Hey readers, and welcome to an interview this week with Ron Marz, who is currently writing Dynamite Entertainment’s big character crossover title Prophecy, first two issues out now. Let’s get down to picking Mr. Marz’s brain!
ComicAttack: Prophecy is Dynamite’s first big epic crossover. A lot of characters from a lot of titles (with a lot of different time periods) are all in one book. Can you tell us about the story and how it came about?
Ron Marz: The broad strokes were in place when Dynamite came to me and offered me the project. We knew it was going to involve a pretty wide selection of characters under the Dynamite banner, and we knew it was going to hinge upon the Mayan 2012 prophecy. So there was a general idea in place, and some of the cast members confirmed, but we had to hone the specifics. And then, obviously, it was my job to figure out a way for it to all make sense.
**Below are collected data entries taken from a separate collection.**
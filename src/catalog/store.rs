use serde::{Deserialize, Serialize};
use std::collections::HashMap;
use std::path::Path;
use thiserror::Error;

use crate::core::recipe::Recipe;
use crate::parsing::fields::{parse_list_field, Delimiter};
use crate::utils::validation::check_recipe_limit;

#[derive(Error, Debug)]
pub enum CorpusError {
    #[error("Failed to read corpus: {0}")]
    ReadError(#[from] std::io::Error),

    #[error("Failed to parse corpus: {0}")]
    ParseError(#[from] serde_json::Error),

    #[error("Failed to parse CSV corpus: {0}")]
    CsvError(#[from] csv::Error),

    #[error("CSV corpus is missing a {0} column")]
    MissingColumn(&'static str),

    #[error("{0}")]
    TooManyRecipes(String),
}

/// Corpus format version for compatibility checking
pub const CORPUS_VERSION: &str = "1.0.0";

/// A list-valued field as stored on disk: either a real list or raw text
#[derive(Debug, Clone, PartialEq, Eq, Serialize, Deserialize)]
#[serde(untagged)]
pub enum RawField {
    List(Vec<String>),
    Text(String),
}

impl Default for RawField {
    fn default() -> Self {
        Self::Text(String::new())
    }
}

impl RawField {
    /// Resolve into items, parsing text best-effort
    #[must_use]
    pub fn into_items(self, delimiter: Delimiter) -> Vec<String> {
        match self {
            Self::List(items) => items,
            Self::Text(text) => {
                let parsed = parse_list_field(&text, delimiter);
                if parsed.is_fallback() && text.trim_start().starts_with('[') {
                    tracing::warn!("Recovered malformed list field by delimiter splitting");
                }
                parsed.into_items()
            }
        }
    }
}

/// One recipe as stored in a corpus file
#[derive(Debug, Clone, Serialize, Deserialize)]
pub struct RecipeRecord {
    pub name: String,
    #[serde(default)]
    pub ingredients: RawField,
    #[serde(default)]
    pub steps: RawField,
}

impl RecipeRecord {
    /// Normalize into a [`Recipe`]; `None` when the record has no name
    #[must_use]
    pub fn into_recipe(self) -> Option<Recipe> {
        if self.name.trim().is_empty() {
            return None;
        }
        Some(Recipe::new(
            self.name,
            self.ingredients.into_items(Delimiter::Comma),
            self.steps.into_items(Delimiter::Line),
        ))
    }
}

impl From<&Recipe> for RecipeRecord {
    fn from(recipe: &Recipe) -> Self {
        Self {
            name: recipe.name.clone(),
            ingredients: RawField::List(recipe.ingredients.clone()),
            steps: RawField::List(recipe.steps.clone()),
        }
    }
}

/// Serializable corpus format
#[derive(Debug, Clone, Serialize, Deserialize)]
pub struct CorpusData {
    pub version: String,
    #[serde(default)]
    pub created_at: String,
    pub recipes: Vec<RecipeRecord>,
}

/// The immutable recipe corpus with a name index
#[derive(Debug)]
pub struct RecipeCorpus {
    /// All recipes; a recipe's identity is its index here
    pub recipes: Vec<Recipe>,

    /// Index: lowercase name -> first index with that name
    name_to_index: HashMap<String, usize>,
}

impl RecipeCorpus {
    /// Create an empty corpus
    pub fn new() -> Self {
        Self {
            recipes: Vec::new(),
            name_to_index: HashMap::new(),
        }
    }

    /// Build a corpus from already-normalized recipes
    pub fn from_recipes(recipes: impl IntoIterator<Item = Recipe>) -> Self {
        let mut corpus = Self::new();
        for recipe in recipes {
            corpus.add_recipe(recipe);
        }
        corpus
    }

    /// Load the embedded default corpus
    pub fn load_embedded() -> Result<Self, CorpusError> {
        // Validated at compile time via build.rs
        const EMBEDDED_CORPUS: &str = include_str!("../../corpus/recipes.json");
        Self::from_json(EMBEDDED_CORPUS)
    }

    /// Load a corpus file, choosing the format by extension (`.csv` or JSON)
    pub fn load_from_file(path: &Path) -> Result<Self, CorpusError> {
        let is_csv = path
            .extension()
            .and_then(|e| e.to_str())
            .is_some_and(|e| e.eq_ignore_ascii_case("csv"));

        if is_csv {
            let file = std::fs::File::open(path)?;
            Self::from_records(crate::parsing::csv::read_records(file)?)
        } else {
            let content = std::fs::read_to_string(path)?;
            Self::from_json(&content)
        }
    }

    /// Parse corpus from JSON string
    pub fn from_json(json: &str) -> Result<Self, CorpusError> {
        let data: CorpusData = serde_json::from_str(json)?;

        // Version check (warn but don't fail)
        if data.version != CORPUS_VERSION {
            tracing::warn!(
                "Corpus version mismatch (expected {}, found {})",
                CORPUS_VERSION,
                data.version
            );
        }

        Self::from_records(data.recipes)
    }

    /// Normalize raw records into a corpus, skipping nameless records
    pub fn from_records(
        records: impl IntoIterator<Item = RecipeRecord>,
    ) -> Result<Self, CorpusError> {
        let mut corpus = Self::new();
        let mut skipped = 0usize;

        for record in records {
            if let Some(message) = check_recipe_limit(corpus.len()) {
                return Err(CorpusError::TooManyRecipes(message));
            }
            match record.into_recipe() {
                Some(recipe) => corpus.add_recipe(recipe),
                None => skipped += 1,
            }
        }

        if skipped > 0 {
            tracing::warn!("Skipped {skipped} corpus record(s) without a name");
        }
        tracing::debug!("Loaded corpus with {} recipes", corpus.len());

        Ok(corpus)
    }

    /// Add a recipe to the corpus
    pub fn add_recipe(&mut self, recipe: Recipe) {
        let index = self.recipes.len();
        self.name_to_index.entry(recipe.key()).or_insert(index);
        self.recipes.push(recipe);
    }

    /// Get a recipe by its corpus index
    pub fn get(&self, index: usize) -> Option<&Recipe> {
        self.recipes.get(index)
    }

    /// Exact, case-insensitive lookup by name
    pub fn find_by_name(&self, name: &str) -> Option<(usize, &Recipe)> {
        self.name_to_index
            .get(&name.trim().to_lowercase())
            .map(|&idx| (idx, &self.recipes[idx]))
    }

    /// Export corpus to JSON
    pub fn to_json(&self) -> Result<String, CorpusError> {
        let data = CorpusData {
            version: CORPUS_VERSION.to_string(),
            created_at: chrono::Utc::now().to_rfc3339(),
            recipes: self.recipes.iter().map(RecipeRecord::from).collect(),
        };
        Ok(serde_json::to_string_pretty(&data)?)
    }

    /// Number of recipes in corpus
    pub fn len(&self) -> usize {
        self.recipes.len()
    }

    /// Check if corpus is empty
    pub fn is_empty(&self) -> bool {
        self.recipes.is_empty()
    }
}

impl Default for RecipeCorpus {
    fn default() -> Self {
        Self::new()
    }
}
CA: As you mentioned, Prophecy ties into the Mayan end of the world. There’s been end of the world stories in comics before, but I believe this is the first time we get it tied into the Mayans. Was that because this year is 2012? So you could tie in characters from different historical-periods easier? Both maybe?
RM: Yeah, a bit of both, I think. The “doomsday” prophecy is part of the zeitgeist this year, so it’s something we could play with for the story. Certainly the mix of characters demanded some kind of device to bring them all together. It’s not like Red Sonja and Sherlock Holmes hang out at the same bar.
CA: You have worked on some pretty epic crossovers in the past, like Marvel vs. DC and Batman/Aliens. How has your work and approach on Prophecy differed from these previous epics?
RM: Not really any different. Anytime you take on a crossover story, a big part of the job is making sure everything in the story is accessible for any reader. You can’t go into these things assuming your audience knows the characters and continuity backwards and frontwards. If you make that mistake, you not only limit your audience, you’re also failing on a pure level of craft. So I make sure the story is told in such a way that anybody can come along for the ride, whether it’s Batman fighting Aliens, or Vampirella baring her teeth at Red Sonja. You start with the essence of the characters, and build from there.
CA: Walter Geovani is the artist on this project with you. How has it been working with him on this?
RM: It’s my first time working with Walter, but I definitely hope it’s not my last. He’s got all of the tools in his toolbox. His storytelling is solid, he draws beautifully, he can draw whatever I throw at him, and he’s fast. In the first issue alone, he had to draw Victorian London and a Mayan city at the height of their empire, and he made both of them completely convincing.
CA: Dynamite in the past has had mini-series of their characters, like Vampirella, not affect what is going on in the core ongoing book of the same character. Does the same rule apply to Prophecy and is it all self-contained, or will we be going the way of Marvel/DC and as the story branches out, having to buy a bunch titles to get the “whole” story?
RM: No, Prophecy is entirely self-contained. We didn’t want to force readers into making the choice of buying a bunch of extra issues, or skipping tie-in issues and feeling like they were missing out. Prophecy is seven issues, and you get the entire story in those seven issues.
CA: There are a ton of Dynamite characters in this, Vampirella, Red Sonja, Dorian Grey, etc. Which one was your favorite to write about?
RM: If I had to pick just one, it’d be Sonja. Growing up I was a big fan of heroic fantasy, so that character really hits a sweet spot for me.
CA: In the same vein, although Prophecy does have a ton of the Dynamite characters in it, I noticed there were a handful of characters (at least at time of press release) not in it, such as John Carter, the Shadow, Voltron, etc. Were these characters left out because of rights issues, or an executive decision somewhere? On the same topic, was there a Dynamite character not in Prophecy that you would have loved to write about?
RM: There are always characters you want to squeeze in there, but you can’t have everybody. That’s especially true when you’re dealing with numerous licensed characters and numerous owners. I’m content with the mix of characters we have, and I think the mix works well for the story we’re telling. As enticing as some of those other characters are, sometimes too many ingredients spoil the soup.
CA: Any final thoughts for our readers on Prophecy and your vision?
RM: You don’t need to have read any of these characters before, you get everything you need in the story. It’s meant to be a very “comic book” kind of story, something that embraces the kind of fun that comics can do so well.
CA: Awesome, thanks for joining us here!
That’s it for now, readers. As mentioned, issues 1 and 2 of Prophecy are out now from Dynamite Entertainment, check it out!